Wednesday, Oct. 2 - Genetics -Darwin and Evolution
Key Terms
Ancestry – The lineage or bloodline of descendants.
Cladograms – Diagrams that show the relationships of organisms.
Evolution – Change in living organisms over long periods of time.
Charles Dawin and Evolution
In 1859, Charles Darwin published “On the Origin of Species,” which proposed the theory that all forms of life developed gradually from different, usually simpler, parent organisms. He proposed that weaker (less adaptable) members of the population died without reproducing and that the strongest members of the population survived, reproduced and passed on those traits to the next generation.

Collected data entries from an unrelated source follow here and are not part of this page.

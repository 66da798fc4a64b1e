#[derive(Debug, Clone, PartialEq, Eq, thiserror::Error)]
pub enum NavigationError {
    #[error("empty navigation target")]
    EmptyTarget,
    #[error("navigation target must be an app path or http(s) url: {0}")]
    UnsupportedTarget(String),
}

/// Client-side view transition. Fire-and-forget: callers get no result.
pub trait Navigator {
    fn navigate(&mut self, target: &str);
}

pub fn normalize_target(target: &str) -> Result<String, NavigationError> {
    let trimmed = target.trim();
    if trimmed.is_empty() {
        return Err(NavigationError::EmptyTarget);
    }

    let lower = trimmed.to_ascii_lowercase();
    if trimmed.starts_with('/') || lower.starts_with("https://") || lower.starts_with("http://") {
        return Ok(trimmed.to_string());
    }

    Err(NavigationError::UnsupportedTarget(trimmed.to_string()))
}

/// In-process router: records every transition it performs.
#[derive(Debug, Clone, Default)]
pub struct HistoryNavigator {
    entries: Vec<String>,
}

impl HistoryNavigator {
    pub fn current(&self) -> Option<&str> {
        self.entries.last().map(String::as_str)
    }

    pub fn history(&self) -> &[String] {
        &self.entries
    }
}

impl Navigator for HistoryNavigator {
    fn navigate(&mut self, target: &str) {
        match normalize_target(target) {
            Ok(path) => {
                log::info!("event=navigate target={path}");
                self.entries.push(path);
            }
            Err(error) => log::warn!("event=navigate status=rejected error={error}"),
        }
    }
}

Darwin also believed that everything that ever lived on Earth descended from a single, primitive organism and that evolution is responsible for all of the changes and diversity of species. This is called the Theory of Universal Common Ancestry.
Basically UCA says a caterpillar, a dog and a human all came from one ancestor. This was hard for people to believe because there was no real way to test Darwin’s theory. Also, religious beliefs (think Adam and Eve) made people reluctant to accept Darwin’s theories. To many people at the time, what Darwin was proposing was sacrilegious.

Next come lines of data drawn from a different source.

//! Catalog providers the search session queries.
//!
//! The filter logic lives in [`crate::search`]; providers only decide where
//! the records come from.

use std::collections::HashSet;
use std::path::{Path, PathBuf};

use rusqlite::Connection;
use walkdir::WalkDir;

use crate::index_store::{self, StoreError};
use crate::model::{SearchResult, ValidationError};
use crate::search::search;

const FIXTURE_EXTENSION: &str = "json5";

#[derive(Debug, thiserror::Error)]
pub enum CatalogError {
    #[error("failed to read catalog file {path}: {source}")]
    Io {
        path: PathBuf,
        source: std::io::Error,
    },
    #[error("failed to parse catalog file {path}: {message}")]
    Parse { path: PathBuf, message: String },
    #[error("invalid catalog entry: {0}")]
    Validation(#[from] ValidationError),
    #[error("catalog store error: {0}")]
    Store(#[from] StoreError),
    #[error("catalog unavailable: {0}")]
    Unavailable(String),
}

/// Read-only source of searchable records.
pub trait CatalogProvider {
    fn query(&self, query: &str) -> Result<Vec<SearchResult>, CatalogError>;
}

#[derive(Debug, Clone, Default)]
pub struct StaticCatalog {
    items: Vec<SearchResult>,
}

impl StaticCatalog {
    pub fn new(items: Vec<SearchResult>) -> Result<Self, CatalogError> {
        ensure_unique_ids(&items)?;
        Ok(Self { items })
    }

    /// Loads one fixture file, or every `*.json5` file under a directory in
    /// path order.
    pub fn from_path(path: &Path) -> Result<Self, CatalogError> {
        let files = if path.is_dir() {
            fixture_files(path)?
        } else {
            vec![path.to_path_buf()]
        };

        let mut items = Vec::new();
        for file in files {
            items.extend(read_fixture(&file)?);
        }
        log::info!(
            "event=catalog_loaded source={} items={}",
            path.display(),
            items.len()
        );
        Self::new(items)
    }

    pub fn items(&self) -> &[SearchResult] {
        &self.items
    }

    pub fn len(&self) -> usize {
        self.items.len()
    }

    pub fn is_empty(&self) -> bool {
        self.items.is_empty()
    }
}

impl CatalogProvider for StaticCatalog {
    fn query(&self, query: &str) -> Result<Vec<SearchResult>, CatalogError> {
        Ok(search(&self.items, query))
    }
}

pub struct SqliteCatalog {
    db: Connection,
}

impl SqliteCatalog {
    pub fn new(db: Connection) -> Self {
        Self { db }
    }

    pub fn open(path: &Path) -> Result<Self, CatalogError> {
        Ok(Self::new(index_store::open(path)?))
    }

    pub fn upsert(&self, item: &SearchResult) -> Result<(), CatalogError> {
        index_store::upsert_item(&self.db, item)?;
        Ok(())
    }

    /// Copies every record of another catalog into the table.
    pub fn import(&self, items: &[SearchResult]) -> Result<usize, CatalogError> {
        for item in items {
            self.upsert(item)?;
        }
        Ok(index_store::count_items(&self.db)?)
    }

    pub fn get(&self, id: &str) -> Result<Option<SearchResult>, CatalogError> {
        Ok(index_store::get_item(&self.db, id)?)
    }
}

impl CatalogProvider for SqliteCatalog {
    fn query(&self, query: &str) -> Result<Vec<SearchResult>, CatalogError> {
        if query.trim().is_empty() {
            return Ok(Vec::new());
        }
        let all = index_store::list_items(&self.db)?;
        Ok(search(&all, query))
    }
}

fn fixture_files(dir: &Path) -> Result<Vec<PathBuf>, CatalogError> {
    let mut files = Vec::new();
    for entry in WalkDir::new(dir).follow_links(false) {
        let entry = entry.map_err(|error| CatalogError::Io {
            path: dir.to_path_buf(),
            source: error
                .into_io_error()
                .unwrap_or_else(|| std::io::Error::other("directory walk failed")),
        })?;
        let path = entry.path();
        let is_fixture = entry.file_type().is_file()
            && path
                .extension()
                .and_then(|ext| ext.to_str())
                .map(|ext| ext.eq_ignore_ascii_case(FIXTURE_EXTENSION))
                .unwrap_or(false);
        if is_fixture {
            files.push(path.to_path_buf());
        }
    }
    files.sort();
    Ok(files)
}

fn read_fixture(path: &Path) -> Result<Vec<SearchResult>, CatalogError> {
    let text = std::fs::read_to_string(path).map_err(|source| CatalogError::Io {
        path: path.to_path_buf(),
        source,
    })?;
    json5::from_str::<Vec<SearchResult>>(&text).map_err(|error| CatalogError::Parse {
        path: path.to_path_buf(),
        message: error.to_string(),
    })
}

fn ensure_unique_ids(items: &[SearchResult]) -> Result<(), ValidationError> {
    let mut seen = HashSet::with_capacity(items.len());
    for item in items {
        if !seen.insert(item.id.as_str()) {
            return Err(ValidationError::DuplicateId(item.id.clone()));
        }
    }
    Ok(())
}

However, scientists have developed a test to see how related all the species on earth are. In general this test supports the idea of one common organism. They don’t know what it looks like, but they believe it was a simple, one-celled organism that lived in water.

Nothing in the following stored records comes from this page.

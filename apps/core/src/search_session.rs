use std::time::{Duration, Instant};

use serde::{Deserialize, Serialize};

use crate::catalog::{CatalogError, CatalogProvider};
use crate::model::SearchResult;
use crate::navigation::Navigator;

pub const DEFAULT_DEBOUNCE: Duration = Duration::from_millis(200);

#[derive(Debug, Clone, Copy, PartialEq, Eq)]
pub enum SessionAction {
    Opened,
    FocusExisting,
}

#[derive(Debug, Clone, PartialEq, Eq)]
pub enum SelectOutcome {
    Navigated(String),
    AlreadyClosed,
    NothingSelected,
}

#[derive(Debug, Clone, Copy, PartialEq, Eq, Serialize, Deserialize)]
#[serde(rename_all = "snake_case")]
pub enum SearchStatus {
    Idle,
    Pending,
    Ready,
    NoResults,
}

/// Identifies one outstanding catalog request.
#[derive(Debug, Clone, PartialEq, Eq)]
pub struct QueryTicket {
    generation: u64,
    query: String,
}

impl QueryTicket {
    pub fn query(&self) -> &str {
        &self.query
    }
}

/// Transient state of the search surface.
///
/// `Closed -> Open` on invoke, `Open -> Open` on query change, `Open -> Closed`
/// on dismiss or selection. Closing discards the query and results.
#[derive(Debug, Clone)]
pub struct SearchSession {
    open: bool,
    query: String,
    results: Vec<SearchResult>,
    selected_index: usize,
    generation: u64,
    status: SearchStatus,
}

impl Default for SearchSession {
    fn default() -> Self {
        Self {
            open: false,
            query: String::new(),
            results: Vec::new(),
            selected_index: 0,
            generation: 0,
            status: SearchStatus::Idle,
        }
    }
}

impl SearchSession {
    pub fn is_open(&self) -> bool {
        self.open
    }

    pub fn query(&self) -> &str {
        &self.query
    }

    pub fn results(&self) -> &[SearchResult] {
        &self.results
    }

    pub fn selected_index(&self) -> usize {
        self.selected_index
    }

    pub fn selected(&self) -> Option<&SearchResult> {
        self.results.get(self.selected_index)
    }

    pub fn status(&self) -> SearchStatus {
        self.status
    }

    /// Explicit open or the global chord. A second invoke keeps the session.
    pub fn open(&mut self) -> SessionAction {
        if self.open {
            return SessionAction::FocusExisting;
        }
        self.reset();
        self.open = true;
        log::debug!("event=search_session status=opened");
        SessionAction::Opened
    }

    pub fn dismiss(&mut self) -> bool {
        if !self.open {
            return false;
        }
        self.close();
        log::debug!("event=search_session status=dismissed");
        true
    }

    /// Re-runs the query synchronously against a local catalog.
    pub fn set_query(&mut self, query: &str, catalog: &dyn CatalogProvider) -> &[SearchResult] {
        if let Some(ticket) = self.begin_query(query) {
            let outcome = catalog.query(ticket.query());
            self.complete_query(&ticket, outcome);
        }
        &self.results
    }

    /// Starts a query whose results arrive later. Returns `None` when the
    /// session is closed or the query is blank (results are cleared at once).
    pub fn begin_query(&mut self, query: &str) -> Option<QueryTicket> {
        if !self.open {
            return None;
        }
        self.generation += 1;
        self.query = query.to_string();
        self.selected_index = 0;

        if query.trim().is_empty() {
            self.results.clear();
            self.status = SearchStatus::Idle;
            return None;
        }

        self.status = SearchStatus::Pending;
        Some(QueryTicket {
            generation: self.generation,
            query: query.to_string(),
        })
    }

    /// Applies results for `ticket`. Responses to superseded queries, or that
    /// arrive after the session closed, are dropped.
    pub fn complete_query(
        &mut self,
        ticket: &QueryTicket,
        outcome: Result<Vec<SearchResult>, CatalogError>,
    ) -> bool {
        if !self.open || ticket.generation != self.generation {
            log::debug!(
                "event=search_query status=stale generation={} current={}",
                ticket.generation,
                self.generation
            );
            return false;
        }

        self.selected_index = 0;
        match outcome {
            Ok(results) => {
                self.status = if results.is_empty() {
                    SearchStatus::NoResults
                } else {
                    SearchStatus::Ready
                };
                self.results = results;
            }
            Err(error) => {
                log::warn!("event=search_query status=catalog_error error={error}");
                self.results.clear();
                self.status = SearchStatus::NoResults;
            }
        }
        true
    }

    pub fn move_selection(&mut self, direction: i32) -> usize {
        self.selected_index = next_selection_index(self.selected_index, self.results.len(), direction);
        self.selected_index
    }

    /// Closes the session and navigates to the result. Only the first call
    /// after opening navigates.
    pub fn select_result(
        &mut self,
        result: &SearchResult,
        navigator: &mut dyn Navigator,
    ) -> SelectOutcome {
        if !self.open {
            return SelectOutcome::AlreadyClosed;
        }
        self.close();
        navigator.navigate(&result.target_url);
        SelectOutcome::Navigated(result.target_url.clone())
    }

    pub fn select_current(&mut self, navigator: &mut dyn Navigator) -> SelectOutcome {
        if !self.open {
            return SelectOutcome::AlreadyClosed;
        }
        let Some(result) = self.selected().cloned() else {
            return SelectOutcome::NothingSelected;
        };
        self.select_result(&result, navigator)
    }

    fn close(&mut self) {
        self.reset();
        self.open = false;
    }

    fn reset(&mut self) {
        self.query.clear();
        self.results.clear();
        self.selected_index = 0;
        self.generation += 1;
        self.status = SearchStatus::Idle;
    }
}

pub fn next_selection_index(current: usize, len: usize, direction: i32) -> usize {
    if len == 0 {
        return 0;
    }

    let max = len - 1;
    if direction < 0 {
        current.saturating_sub(1).min(max)
    } else if direction > 0 {
        (current + 1).min(max)
    } else {
        current.min(max)
    }
}

/// Holds back keystrokes until typing pauses, keeping only the newest query.
#[derive(Debug, Clone)]
pub struct QueryDebouncer {
    window: Duration,
    pending: Option<(String, Instant)>,
}

impl Default for QueryDebouncer {
    fn default() -> Self {
        Self::new(DEFAULT_DEBOUNCE)
    }
}

impl QueryDebouncer {
    pub fn new(window: Duration) -> Self {
        Self {
            window,
            pending: None,
        }
    }

    pub fn window(&self) -> Duration {
        self.window
    }

    pub fn push(&mut self, query: &str, now: Instant) {
        self.pending = Some((query.to_string(), now));
    }

    /// Releases the pending query once the window has elapsed since the last push.
    pub fn poll(&mut self, now: Instant) -> Option<String> {
        let ready = self
            .pending
            .as_ref()
            .map(|(_, at)| now.saturating_duration_since(*at) >= self.window)
            .unwrap_or(false);
        if ready {
            self.pending.take().map(|(query, _)| query)
        } else {
            None
        }
    }

    pub fn cancel(&mut self) {
        self.pending = None;
    }

    pub fn is_pending(&self) -> bool {
        self.pending.is_some()
    }
}

#[cfg(test)]
mod tests {
    use std::time::{Duration, Instant};

    use super::{next_selection_index, QueryDebouncer, SearchSession, SessionAction};

    #[test]
    fn reopening_starts_from_empty_query() {
        let mut session = SearchSession::default();
        assert_eq!(session.open(), SessionAction::Opened);
        let _ = session.begin_query("rust");
        assert_eq!(session.query(), "rust");

        assert!(session.dismiss());
        assert_eq!(session.open(), SessionAction::Opened);
        assert_eq!(session.query(), "");
        assert!(session.results().is_empty());
    }

    #[test]
    fn invoke_while_open_focuses_existing() {
        let mut session = SearchSession::default();
        session.open();
        assert_eq!(session.open(), SessionAction::FocusExisting);
        assert!(session.is_open());
    }

    #[test]
    fn dismiss_is_noop_when_closed() {
        let mut session = SearchSession::default();
        assert!(!session.dismiss());
    }

    #[test]
    fn selection_index_bounds_are_stable() {
        assert_eq!(next_selection_index(0, 0, 1), 0);
        assert_eq!(next_selection_index(0, 3, -1), 0);
        assert_eq!(next_selection_index(1, 3, -1), 0);
        assert_eq!(next_selection_index(1, 3, 1), 2);
        assert_eq!(next_selection_index(2, 3, 1), 2);
        assert_eq!(next_selection_index(5, 3, 0), 2);
    }

    #[test]
    fn debouncer_releases_only_latest_query_after_window() {
        let start = Instant::now();
        let mut debouncer = QueryDebouncer::new(Duration::from_millis(200));
        debouncer.push("b", start);
        debouncer.push("bi", start + Duration::from_millis(100));

        assert_eq!(debouncer.poll(start + Duration::from_millis(250)), None);
        assert_eq!(
            debouncer.poll(start + Duration::from_millis(300)),
            Some("bi".to_string())
        );
        assert!(!debouncer.is_pending());
    }
}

In general, scientists say there are three major domains of life:
Eukarya – Humans, animals, plants, yeast
Bacteria
Archaea
Cladograms
Cladistics is the method for studying the evolutionary relationships of organisms. Organisms are organized into clades (groups) that share the same evolutionary history. So the species in one clad have more in common with each other than they do with another clad. Cladograms are diagrams that show the relationship between species and track where traits diverge over time.